I must admit that it is not clear to me when you say "doesn't return to
the instruction" and "instruction has been changed underneath". Are you
referring to the fact that the thread which generated breakpoints hits
could have moved out of the CPU due to a scheduler induced context
switch (which is an apparent cause for current->thread.last_hit_ubp to
turn stale) or is there a different source for such a change that I
don't realise?

Given that 'last_hit_ubp' is safely ensconced inside 'thread_struct',
the ill-effects of a possible pre-emption during a page-fault will be
suitably handled i.e. the pending single-step exception will be
generated on the processor to which 'current' is migrated to, and the
breakpoint will be set on the new processor.

However, the possibility that current->thread.last_hit_ubp points to a
perf_event structure that is unregistered and freed does exist, and I
did not foresee the risk. An arch-specific function that hooks onto
release_bp_slot() would be required to perform the cleanup. I will
submit modify the patch to that effect. Thanks for pointing it out.

> > +
> > +	stepped = emulate_step(regs, regs->nip);
> > +	/* emulate_step() could not execute it, single-step them */
> 
> Note that at present, emulate_step() will never emulate a load or
> store, so this will always return 0 unless someone has changed the
> instruction underneath us.
> 

In conjunction with what you've stated below, do you suggest that
emulate_step() be replaced with fix_alignment() which appears to be more
powerful at emulation (or carve out a helper function for fix_alignment()
that does only emulation and which can be invoked here)?

> > +	if (stepped == 0) {
> > +		regs->msr |= MSR_SE;
> > +		per_cpu(last_hit_bp, cpu) = bp;
> > +		goto out;
> > +	}
> 
> This is subject to most of the same possibilities as the user address
> case.  We need to make sure that if we ever get the situation where
> the instruction is never going to be executed then we clear
> last_hit_bp for this cpu.  By the way, __get_cpu_var(x) is more
> efficient than per_cpu(x, cpu) and is equivalent if cpu ==
> smp_processor_id().
> 

The possible kernel vulnerabilities (you mentioned above) can be
mitigated, by clearing 'last_hit_bp' upon unregistration of the
breakpoint request (through a hook in release_bp_slot()). However I'd
prefer to defer code that would increase the reliability of
hw-breakpoint restoration (upon a hit) to future patches.

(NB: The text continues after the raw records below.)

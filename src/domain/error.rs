use std::error::Error as StdError;
use thiserror::Error;

/// Boxed cause carried by transport failures
pub type BoxError = Box<dyn StdError + Send + Sync + 'static>;

/// iamctl unified error type
#[derive(Error, Debug)]
pub enum IamCtlError {
    #[error("Validation error: {message}")]
    Validation { message: String },

    #[error("Invalid selector '{selector}': {reason}")]
    Selector { selector: String, reason: String },

    #[error("Unknown operation: {0}")]
    UnknownOperation(String),

    #[error("{message}")]
    NameResolution {
        message: String,
        #[source]
        source: ServiceError,
    },

    #[error(transparent)]
    Service(#[from] ServiceError),

    #[error("Operation cancelled")]
    Cancelled,

    #[error("Confirmation failed: {0}")]
    Prompt(String),

    #[error("Configuration error: {message}")]
    Config { message: String },

    #[error("Output error: {0}")]
    Output(String),
}

impl IamCtlError {
    pub fn validation(message: impl Into<String>) -> Self {
        Self::Validation {
            message: message.into(),
        }
    }

    pub fn selector(selector: impl Into<String>, reason: impl Into<String>) -> Self {
        Self::Selector {
            selector: selector.into(),
            reason: reason.into(),
        }
    }
}

pub type IamCtlResult<T> = Result<T, IamCtlError>;

/// Category of a transport-level failure
#[derive(Debug, Clone, Copy, PartialEq, Eq)]
pub enum TransportFailureKind {
    /// The endpoint host name could not be resolved
    NameResolution,
    Timeout,
    Io,
    Other,
}

impl std::fmt::Display for TransportFailureKind {
    fn fmt(&self, f: &mut std::fmt::Formatter<'_>) -> std::fmt::Result {
        match self {
            TransportFailureKind::NameResolution => write!(f, "name resolution"),
            TransportFailureKind::Timeout => write!(f, "timeout"),
            TransportFailureKind::Io => write!(f, "io"),
            TransportFailureKind::Other => write!(f, "other"),
        }
    }
}

/// Failure reported by an `IamService` implementation
#[derive(Error, Debug)]
pub enum ServiceError {
    #[error("Transport failure ({kind}): {message}")]
    Transport {
        kind: TransportFailureKind,
        message: String,
        #[source]
        source: Option<BoxError>,
    },

    #[error("{code}: {message}")]
    Rejected { code: String, message: String },

    #[error("Request construction failed: {0}")]
    Construction(String),

    #[error("Unexpected response: {0}")]
    Response(String),
}

impl ServiceError {
    pub fn transport(kind: TransportFailureKind, message: impl Into<String>) -> Self {
        Self::Transport {
            kind,
            message: message.into(),
            source: None,
        }
    }

    pub fn is_name_resolution(&self) -> bool {
        matches!(
            self,
            ServiceError::Transport {
                kind: TransportFailureKind::NameResolution,
                ..
            }
        )
    }
}

/// Where a call was headed, used to enrich transport diagnostics
#[derive(Debug, Clone, Default)]
pub struct EndpointHint {
    pub region: Option<String>,
    pub endpoint_url: Option<String>,
}

/// Rewrap name-resolution failures with a diagnostic; pass everything else through.
pub fn translate_service_error(error: ServiceError, hint: &EndpointHint) -> IamCtlError {
    if !error.is_name_resolution() {
        return IamCtlError::Service(error);
    }

    let region = hint.region.as_deref().unwrap_or("<unresolved>");
    let target = match &hint.endpoint_url {
        Some(url) => format!("endpoint '{}'", url),
        None => format!("the IAM endpoint for region '{}'", region),
    };
    let message = format!(
        "Name resolution failure attempting to reach {}. \
         Check network connectivity, the configured region, and any custom endpoint URL.",
        target
    );

    IamCtlError::NameResolution {
        message,
        source: error,
    }
}
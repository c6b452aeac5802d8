use crate::domain::config::{ClientOverrides, GlobalOverrides, IamCtlConfig};
use crate::domain::error::{IamCtlError, IamCtlResult};
use serde::Deserialize;
use std::fs;
use std::path::{Path, PathBuf};
use tracing::debug;

const PROJECT_DIR: &str = ".iamctl";
const CONFIG_FILE: &str = "config.toml";

const PROJECT_TEMPLATE: &str = r#"# iamctl project configuration
#
# Values under [client] override the global file (~/.config/iamctl/config.toml)
# and are themselves overridden by --region, --profile and --endpoint-url.

[global]
log_level = "info"
output = "text"

[client]
# region = "us-east-1"
# profile = "default"
# endpoint_url = "http://localhost:4566"
timeout_ms = 30000
"#;

/// A config file as written, every section optional
#[derive(Debug, Default, Deserialize)]
struct ConfigFile {
    #[serde(default)]
    global: GlobalOverrides,
    #[serde(default)]
    client: ClientOverrides,
}

/// Configuration manager
pub struct ConfigManager {
    global_config_path: Option<PathBuf>,
    project_config_path: Option<PathBuf>,
}

impl ConfigManager {
    /// Create new configuration manager
    pub fn new() -> IamCtlResult<Self> {
        let global_config_path = Self::get_global_config_path()?;
        let project_config_path = Self::find_project_config_path();

        Ok(Self {
            global_config_path: Some(global_config_path),
            project_config_path,
        })
    }

    /// Manager over explicit file locations
    pub fn with_paths(global: Option<PathBuf>, project: Option<PathBuf>) -> Self {
        Self {
            global_config_path: global,
            project_config_path: project,
        }
    }

    /// Load configuration: defaults, then the global file, then the project file
    pub fn load_config(&self) -> IamCtlResult<IamCtlConfig> {
        let mut config = IamCtlConfig::default();

        for path in [&self.global_config_path, &self.project_config_path]
            .into_iter()
            .flatten()
        {
            if path.exists() {
                debug!(path = %path.display(), "loading config file");
                Self::apply_file(&mut config, Self::read_file(path)?);
            }
        }

        Ok(config)
    }

    /// Load exactly one file on top of the defaults
    pub fn load_config_from_path(&self, path: &Path) -> IamCtlResult<IamCtlConfig> {
        let mut config = IamCtlConfig::default();
        Self::apply_file(&mut config, Self::read_file(path)?);
        Ok(config)
    }

    fn apply_file(config: &mut IamCtlConfig, file: ConfigFile) {
        config.global.merge(file.global);
        config.client.merge(file.client);
    }

    fn read_file(path: &Path) -> IamCtlResult<ConfigFile> {
        let content = fs::read_to_string(path).map_err(|e| IamCtlError::Config {
            message: format!("Failed to read config file {}: {}", path.display(), e),
        })?;

        toml::from_str(&content).map_err(|e| IamCtlError::Config {
            message: format!("Failed to parse config file {}: {}", path.display(), e),
        })
    }

    /// Check that a file parses and holds sensible values
    pub fn validate_file(&self, path: &Path) -> IamCtlResult<Vec<String>> {
        let config = self.load_config_from_path(path)?;
        let mut warnings = Vec::new();

        if config.client.timeout_ms == 0 {
            warnings.push("client.timeout_ms is 0; every call will time out".to_string());
        }
        if let Some(url) = &config.client.endpoint_url {
            if !(url.starts_with("http://") || url.starts_with("https://")) {
                warnings.push(format!("client.endpoint_url '{}' is not an http(s) URL", url));
            }
        }
        if !["text", "json", "table", "csv"].contains(&config.global.output.as_str()) {
            warnings.push(format!(
                "global.output '{}' is not one of text, json, table, csv",
                config.global.output
            ));
        }

        Ok(warnings)
    }

    /// Get global configuration path
    fn get_global_config_path() -> IamCtlResult<PathBuf> {
        let home = dirs::home_dir().ok_or_else(|| IamCtlError::Config {
            message: "Could not determine home directory".to_string(),
        })?;

        Ok(home.join(".config").join("iamctl").join(CONFIG_FILE))
    }

    /// Find project configuration path by walking up directory tree
    fn find_project_config_path() -> Option<PathBuf> {
        let current_dir = std::env::current_dir().ok()?;
        let mut path = current_dir.as_path();

        loop {
            let config_path = path.join(PROJECT_DIR).join(CONFIG_FILE);
            if config_path.exists() {
                return Some(config_path);
            }

            path = path.parent()?;
        }
    }

    /// Create default project configuration under `path`
    pub fn init_project_config(&self, path: &Path) -> IamCtlResult<PathBuf> {
        let config_dir = path.join(PROJECT_DIR);
        let config_file = config_dir.join(CONFIG_FILE);

        if config_file.exists() {
            return Err(IamCtlError::Config {
                message: format!(
                    "Project configuration already exists at {}",
                    config_file.display()
                ),
            });
        }

        fs::create_dir_all(&config_dir).map_err(|e| IamCtlError::Config {
            message: format!("Failed to create {} directory: {}", PROJECT_DIR, e),
        })?;

        fs::write(&config_file, PROJECT_TEMPLATE).map_err(|e| IamCtlError::Config {
            message: format!("Failed to write config file {}: {}", config_file.display(), e),
        })?;

        Ok(config_file)
    }

    /// Get the current project config path (if any)
    pub fn get_project_config_path(&self) -> Option<&PathBuf> {
        self.project_config_path.as_ref()
    }

    /// Get the global config path (if any)
    pub fn get_global_config_path_ref(&self) -> Option<&PathBuf> {
        self.global_config_path.as_ref()
    }
}
use crate::core::binder::BoundRequest;
use crate::core::catalog::OperationDescriptor;
use crate::domain::error::{
    translate_service_error, EndpointHint, IamCtlError, IamCtlResult, ServiceError,
};
use async_trait::async_trait;
use serde_json::Value;
use std::time::Instant;
use tokio_util::sync::CancellationToken;
use tracing::{error, info, warn};

/// Remote IAM client handle
#[async_trait]
pub trait IamService: Send + Sync {
    /// Perform one remote call and return the response as a JSON document
    /// keyed by API member name
    async fn invoke(
        &self,
        operation: &'static OperationDescriptor,
        request: &BoundRequest,
    ) -> Result<Value, ServiceError>;

    /// Where calls are headed, for diagnostics
    fn endpoint_hint(&self) -> EndpointHint {
        EndpointHint::default()
    }
}

/// Issues exactly one remote call per dispatch, raced against cancellation
pub struct Dispatcher<'a> {
    service: &'a dyn IamService,
}

impl<'a> Dispatcher<'a> {
    pub fn new(service: &'a dyn IamService) -> Self {
        Self { service }
    }

    pub async fn dispatch(
        &self,
        operation: &'static OperationDescriptor,
        request: &BoundRequest,
        cancel: &CancellationToken,
    ) -> IamCtlResult<Value> {
        if cancel.is_cancelled() {
            warn!(operation = operation.operation, "cancelled before dispatch");
            return Err(IamCtlError::Cancelled);
        }

        info!(operation = operation.operation, "dispatching request");
        let started = Instant::now();

        let result = tokio::select! {
            biased;
            _ = cancel.cancelled() => {
                warn!(operation = operation.operation, "in-flight request cancelled");
                return Err(IamCtlError::Cancelled);
            }
            result = self.service.invoke(operation, request) => result,
        };

        let elapsed_ms = started.elapsed().as_millis() as u64;
        match result {
            Ok(response) => {
                info!(operation = operation.operation, elapsed_ms, "request succeeded");
                Ok(response)
            }
            Err(e) => {
                error!(operation = operation.operation, elapsed_ms, error = %e, "request failed");
                Err(translate_service_error(e, &self.service.endpoint_hint()))
            }
        }
    }
}
use crate::core::binder::BoundRequest;
use crate::core::catalog::OperationDescriptor;
use crate::core::host::InteractionHost;
use crate::domain::error::IamCtlResult;
use tracing::{debug, warn};

/// Flags controlling the confirmation prompt
#[derive(Debug, Clone, Copy, Default, PartialEq, Eq)]
pub struct ConfirmationOptions {
    /// Skip the prompt
    pub force: bool,
    /// Report the action and stop before dispatch
    pub what_if: bool,
}

/// Outcome of the gate
#[derive(Debug, Clone, Copy, PartialEq, Eq)]
pub enum GateDecision {
    Proceed,
    Declined,
    WhatIf,
}

impl GateDecision {
    pub fn should_dispatch(self) -> bool {
        matches!(self, GateDecision::Proceed)
    }
}

/// Asks for approval before state-changing operations
pub struct ConfirmationGate {
    options: ConfirmationOptions,
}

impl ConfirmationGate {
    pub fn new(options: ConfirmationOptions) -> Self {
        Self { options }
    }

    pub fn check(
        &self,
        operation: &OperationDescriptor,
        request: &BoundRequest,
        host: &dyn InteractionHost,
    ) -> IamCtlResult<GateDecision> {
        if !operation.is_state_changing() {
            return Ok(GateDecision::Proceed);
        }

        let action = describe_action(operation, request);

        if self.options.what_if {
            host.notice(&format!("What if: {}", action))?;
            return Ok(GateDecision::WhatIf);
        }

        if self.options.force {
            debug!(operation = operation.operation, "confirmation skipped by --force");
            return Ok(GateDecision::Proceed);
        }

        if host.confirm(&format!("Are you sure you want to perform this action?\n{}", action))? {
            Ok(GateDecision::Proceed)
        } else {
            warn!(operation = operation.operation, "confirmation declined");
            Ok(GateDecision::Declined)
        }
    }
}

/// Human-readable description of what an invocation would do
pub fn describe_action(operation: &OperationDescriptor, request: &BoundRequest) -> String {
    let target = operation
        .target
        .and_then(|field| request.get(field))
        .map(|value| match value.as_str() {
            Some(s) => s.to_string(),
            None => value.to_string(),
        })
        .unwrap_or_else(|| operation.operation.to_string());

    format!(
        "Performing the operation \"{} ({})\" on target \"{}\".",
        operation.cmdlet_name(),
        operation.operation,
        target
    )
}

#[cfg(test)]
mod tests {
    use super::*;
    use crate::core::binder::ParameterBinder;
    use crate::core::catalog::Catalog;
    use crate::domain::error::IamCtlError;
    use serde_json::{json, Value};
    use std::sync::Mutex;

    struct ScriptedHost {
        answer: bool,
        prompts: Mutex<Vec<String>>,
        notices: Mutex<Vec<String>>,
    }

    impl ScriptedHost {
        fn answering(answer: bool) -> Self {
            Self {
                answer,
                prompts: Mutex::new(Vec::new()),
                notices: Mutex::new(Vec::new()),
            }
        }
    }

    impl InteractionHost for ScriptedHost {
        fn confirm(&self, message: &str) -> IamCtlResult<bool> {
            self.prompts.lock().unwrap().push(message.to_string());
            Ok(self.answer)
        }

        fn notice(&self, message: &str) -> IamCtlResult<()> {
            self.notices.lock().unwrap().push(message.to_string());
            Ok(())
        }

        fn emit(&self, _value: &Value) -> IamCtlResult<()> {
            Ok(())
        }

        fn emit_error(&self, _error: &IamCtlError) {}
    }

    fn bound(operation: &'static OperationDescriptor, params: Value) -> BoundRequest {
        let Value::Object(map) = params else { panic!("object expected") };
        ParameterBinder::new(operation).bind(map).unwrap()
    }

    #[test]
    fn test_read_only_operations_never_prompt() {
        let op = Catalog::builtin().find("GetRole").unwrap();
        let host = ScriptedHost::answering(false);
        let decision = ConfirmationGate::new(ConfirmationOptions::default())
            .check(op, &bound(op, json!({"RoleName": "r"})), &host)
            .unwrap();

        assert_eq!(decision, GateDecision::Proceed);
        assert!(host.prompts.lock().unwrap().is_empty());
    }

    #[test]
    fn test_prompt_names_target() {
        let op = Catalog::builtin().find("DeleteRole").unwrap();
        let host = ScriptedHost::answering(true);
        let decision = ConfirmationGate::new(ConfirmationOptions::default())
            .check(op, &bound(op, json!({"RoleName": "legacy"})), &host)
            .unwrap();

        assert_eq!(decision, GateDecision::Proceed);
        let prompts = host.prompts.lock().unwrap();
        assert_eq!(prompts.len(), 1);
        assert!(prompts[0].contains("Remove-IAMRole (DeleteRole)"));
        assert!(prompts[0].contains("\"legacy\""));
    }

    #[test]
    fn test_declined() {
        let op = Catalog::builtin().find("DisableOrganizationsRootSessions").unwrap();
        let host = ScriptedHost::answering(false);
        let decision = ConfirmationGate::new(ConfirmationOptions::default())
            .check(op, &BoundRequest::default(), &host)
            .unwrap();

        assert_eq!(decision, GateDecision::Declined);
        assert!(!decision.should_dispatch());
    }

    #[test]
    fn test_force_skips_prompt() {
        let op = Catalog::builtin().find("DeleteRole").unwrap();
        let host = ScriptedHost::answering(false);
        let options = ConfirmationOptions {
            force: true,
            what_if: false,
        };
        let decision = ConfirmationGate::new(options)
            .check(op, &bound(op, json!({"RoleName": "r"})), &host)
            .unwrap();

        assert_eq!(decision, GateDecision::Proceed);
        assert!(host.prompts.lock().unwrap().is_empty());
    }

    #[test]
    fn test_what_if_wins_over_force() {
        let op = Catalog::builtin().find("DeleteRole").unwrap();
        let host = ScriptedHost::answering(true);
        let options = ConfirmationOptions {
            force: true,
            what_if: true,
        };
        let decision = ConfirmationGate::new(options)
            .check(op, &bound(op, json!({"RoleName": "r"})), &host)
            .unwrap();

        assert_eq!(decision, GateDecision::WhatIf);
        let notices = host.notices.lock().unwrap();
        assert!(notices[0].starts_with("What if: Performing the operation"));
    }

    #[test]
    fn test_describe_action_without_target() {
        let op = Catalog::builtin().find("EnableOrganizationsRootSessions").unwrap();
        let text = describe_action(op, &BoundRequest::default());
        assert!(text.ends_with("on target \"EnableOrganizationsRootSessions\"."));
    }
}
/// Render one output value in `format`
pub fn render_value(format: OutputFormat, value: &Value) -> Result<String, OutputError> {
    match format {
        OutputFormat::Text => {
            let mut lines = Vec::new();
            render_text(value, 0, &mut lines);
            Ok(lines.join("\n"))
        }
        OutputFormat::Json => Ok(serde_json::to_string_pretty(value)?),
        OutputFormat::Table => {
            let (header, rows) = tabulate(value);
            if rows.is_empty() {
                return Ok(String::new());
            }
            let mut records = Vec::with_capacity(rows.len() + 1);
            records.push(header);
            records.extend(rows);
            Ok(Builder::from(records).build().to_string())
        }
        OutputFormat::Csv => {
            let (header, rows) = tabulate(value);
            let mut lines = Vec::with_capacity(rows.len() + 1);
            lines.push(csv_line(&header));
            lines.extend(rows.iter().map(|row| csv_line(row)));
            Ok(lines.join("\n"))
        }
    }
}

fn render_text(value: &Value, indent: usize, lines: &mut Vec<String>) {
    let pad = " ".repeat(indent);
    match value {
        Value::Object(map) => {
            for (key, member) in map {
                if is_inline(member) {
                    lines.push(format!("{}{}: {}", pad, key, inline(member)));
                } else {
                    lines.push(format!("{}{}:", pad, key));
                    render_text(member, indent + 2, lines);
                }
            }
        }
        Value::Array(items) => {
            for (index, item) in items.iter().enumerate() {
                if is_inline(item) {
                    lines.push(format!("{}{}", pad, inline(item)));
                } else {
                    // Blank line between consecutive records
                    if index > 0 && indent == 0 {
                        lines.push(String::new());
                    }
                    render_text(item, indent, lines);
                }
            }
        }
        scalar => lines.push(format!("{}{}", pad, scalar_text(scalar))),
    }
}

Also since cpu == smp_processor_id() here, I'll use __get_cpu_var(x).

> > +	/*
> > +	 * Do not disable MSR_SE if the process was already in
> > +	 * single-stepping mode. We cannot reliable detect single-step mode
> > +	 * for kernel-space breakpoints, so this cannot work along with other
> > +	 * debuggers (like KGDB, xmon) which may be single-stepping kernel code.
> > +	 */
> > +	if (!(user_bp && test_thread_flag(TIF_SINGLESTEP)))
> > +		regs->msr &= ~MSR_SE;
> > +
> > +	/* Deliver signal to user-space */
> > +	if (user_bp) {
> > +		info.si_signo = SIGTRAP;
> > +		info.si_errno = 0;
> > +		info.si_code = TRAP_HWBKPT;
> > +		info.si_addr = (void __user *)bp_info->address;
> > +		force_sig_info(SIGTRAP, &info, current);
> > +	}
> 
> Why are we delivering a signal to userspace here?  This seems
> unnecessary to me.
>

I was under the wrong impression that such a behaviour existed in the
x86 version (which was true in some of its older versions), and hence
carried over here.

I will remove the signal delivery code. It is always possible for
the hw-breakpoint's callback to generate the signal, if desired.

> Ensuring that we get control back reliably after executing the
> instruction, or when we get to the point where the instruction will
> never be executed, seems to be difficult to get right in all corner
> cases.  It may be better to just emulate the load or store
> unconditionally.  We don't currently have code to do that, but
> fix_alignment() is pretty close to what we would need (it would need
> to handle lbz/stb and it would need to use 2, 4 or 8-byte loads/stores
> rather than 1-byte loads/stores in the aligned case).
> 

It has been pointed out to me before (Roland's mail Ref:linuxppc-dev
message-id: 20100119100335.3EB621DE at magilla.sf.frob.com) that there will
be too many corner cases that will be difficult to foresee, however your
above list appears to be exhaustive. While the alternatives to this being
a fallback to one-shot breakpoints (thereby leading to confusing
hw-breakpoint interface semantics), this is an attempt to generate
continuous and 'trigger-after-execute' (for non-ptrace requests)
breakpoint exceptions. I believe that, with the addressal of concerns
cited above, the resultant patchset would be one that achieves the
stated design goals with no loss to existing functionality.

I intend to send out another version of this patchset with fixes as
described in my replies above (unless I hear objections to it :-)).

Thanking you again for the very insightful comments!

-- K.Prasad